Different parts of the world have become more and less habitable as the global temperature has ebbed and flowed over the last 10,000 years of human history. Ten thousand years, by the way, that were actually remarkably stable in the big picture.
So as climate and ecosystems change, some areas will become more difficult to live in. But others will actually be easier to live in.

Ideal Conditions

There does seem to be a temperature range where humans thrive the most. Researchers call it the Human Climate Niche. And it’s fairly narrow.
At least according to a research study by ProPublica, most people have historically lived in places with a Mean Annual Temperature of 11 to 15 degrees Celsius, about 52 to 59 Fahrenheit.
And it turns out here in North America, historically anyway, we’ve been in that Human Niche.
For several thousand years, temperature and rainfall created desirable areas in a band from the Midwest to the Atlantic coast.  Some scattered regions, like the coast of California, are also ideal.

Climate Change Effects

But these ideal regions are changing. Over the next fifty years, the American Southeast is expected to continue getting warmer and drier. And this band of ideal conditions will shift north, nearly to Canada in some places.
And this is being optimistic. More drastic scenarios could see everything south of Colorado become uninhabitable.

Heat and Humidity

Southern states like Louisiana are famous for their humid heat.  In the future, Louisiana will be a steam bath, while states further up the Mississippi like Missouri and Kentucky could look a lot more like Louisiana today.
Ironically, changes in cloud cover could cause humidity to go up in the desert southwest, which will only add to the stifling heat there.
I mean, 110 degrees is one thing, but 110 degrees with 90% humidity? That’s a whole different thing.

Wildfires

But some places that could use that humidity is California and Oregon, where wildfires are expected to increase. Or I should say, continue to increase.

Sea-level Rise

On the east coast, sea-level rise will drive millions of people from their homes.  Don’t get me wrong, it’ll affect the Pacific coast too, but it’s not as densely populated.
Two-percent of New York County is expected to fall below the tide line.  That may not sound like a lot, but 8.4 million people live there.
It’s thought that 2 to 5% of property in Florida will be taken by the ocean and the various storms it produces. That equates to about  fifteen million people.
By the way, rising water levels are already having an effect in Florida.
Back in March Fox Weather did an article – yes, THAT Fox Weather –  about how popular spring break spots like Miami are already feeling the pain. 

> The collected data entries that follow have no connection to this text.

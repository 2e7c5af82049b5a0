use rusqlite::{Connection, OptionalExtension, Result};

/// Ensure that the `log` table exists.
fn ensure_log_table(conn: &Connection) -> Result<()> {
    conn.execute_batch(
        r#"
        CREATE TABLE IF NOT EXISTS log (
            id        INTEGER PRIMARY KEY AUTOINCREMENT,
            date      TEXT NOT NULL,
            operation TEXT NOT NULL,
            target    TEXT DEFAULT '',
            message   TEXT NOT NULL
        );
        "#,
    )?;
    Ok(())
}

fn table_exists(conn: &Connection, name: &str) -> Result<bool> {
    let mut stmt = conn.prepare("SELECT name FROM sqlite_master WHERE type='table' AND name=?1")?;
    let exists: Option<String> = stmt.query_row([name], |row| row.get(0)).optional()?;
    Ok(exists.is_some())
}

fn create_classes_table(conn: &Connection) -> Result<()> {
    conn.execute_batch(
        r#"
        CREATE TABLE IF NOT EXISTS classes (
            id         INTEGER PRIMARY KEY AUTOINCREMENT,
            name       TEXT NOT NULL,
            created_at TEXT NOT NULL DEFAULT (datetime('now'))
        );
        "#,
    )?;
    Ok(())
}

fn create_sessions_table(conn: &Connection) -> Result<()> {
    conn.execute_batch(
        r#"
        CREATE TABLE IF NOT EXISTS sessions (
            id          INTEGER PRIMARY KEY AUTOINCREMENT,
            class_id    INTEGER NOT NULL REFERENCES classes(id),
            day_of_week TEXT NOT NULL CHECK(day_of_week IN
                ('Monday','Tuesday','Wednesday','Thursday','Friday','Saturday','Sunday')),
            start_time  TEXT NOT NULL,
            end_time    TEXT NOT NULL,
            created_at  TEXT NOT NULL DEFAULT (datetime('now'))
        );
        "#,
    )?;
    Ok(())
}

/// Apply a named migration once; the marker row lives in `log`.
fn apply_once(conn: &Connection, version: &str, message: &str, sql: &str) -> Result<()> {
    let mut chk = conn.prepare(
        "SELECT 1 FROM log
         WHERE operation = 'migration_applied' AND target = ?1
         LIMIT 1",
    )?;
    if chk.query_row([version], |_| Ok(())).optional()?.is_some() {
        return Ok(());
    }

    conn.execute_batch(sql)?;

    conn.execute(
        "INSERT INTO log (date, operation, target, message)
         VALUES (datetime('now'), 'migration_applied', ?1, ?2)",
        [version, message],
    )?;

    tracing::info!(version, message, "migration applied");

    Ok(())
}

/// Public entry point: run all pending migrations.
///
/// Invoked by db::init_db().
pub fn run_pending_migrations(conn: &Connection) -> Result<()> {
    // 1) Audit/marker table first: later steps record themselves there
    ensure_log_table(conn)?;

    // 2) Base schema
    if !table_exists(conn, "classes")? {
        create_classes_table(conn)?;
        tracing::debug!("created classes table");
    }
    if !table_exists(conn, "sessions")? {
        create_sessions_table(conn)?;
        tracing::debug!("created sessions table");
    }

    // 3) Versioned migrations
    apply_once(
        conn,
        "20260301_0001_sessions_day_start_index",
        "Added (day_of_week, start_time) index on sessions",
        "CREATE INDEX IF NOT EXISTS idx_sessions_day_start ON sessions(day_of_week, start_time);",
    )?;
    apply_once(
        conn,
        "20260301_0002_sessions_class_index",
        "Added class_id index on sessions",
        "CREATE INDEX IF NOT EXISTS idx_sessions_class ON sessions(class_id);",
    )?;

    Ok(())
}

Local businesses are seeing increased flooding, with water backing out of storm drains and going over sea walls.  Septic tanks have started flooding, sending their contents into the streets.
Obviously that’s not the Spring Break experience most people are looking for. [END TANGENT]
Now that may not be the most heartbreaking thing in the world, some frat bro’s gonna have to find a new place to shoot their Natty Lights, big deal. It’s not like our food is at stake.
Except our food is totally at stake.

Reduced Crop Yields

Experts predict crop yields will fall across most of the US, but especially in the South, from the East Coast to West Texas.
Some California crop yields will decline by 20 percent.  Avocados are expected to fall by 40 percent.
Reduced crop yields will increase the cost of meat. In Texas, 96% of our corn crop goes to livestock.  Imagine the price of beef when Texas farmers are growing 70% less corn.

Combined Effects

And it’s not like Texas, or anywhere else, will have to deal with one climate-related crisis at once.  Most areas are going to be hit with several, and these things are going to compound to make life miserable in a lot of states.
But not all.

Refuges: The Great Lakes States

As this Human Climate Niche shifts upward, the Great Lake States are likely to see a population boon.
As temperatures warm and winters become less severe, crop yields are expected to remain steady and the ample fresh water in the Great Lakes means they won’t be as vulnerable to droughts.
And their inland location means no sea level rise or hurricanes.
Rust-belt cities may see a return to peak populations.  Buffalo, New York hopes to reap the whirlwind.  The mayor declaring declared Buffalo a climate refuge awhile back.
Since then, the city has been working through a list of initiatives to make it resilient to climate change.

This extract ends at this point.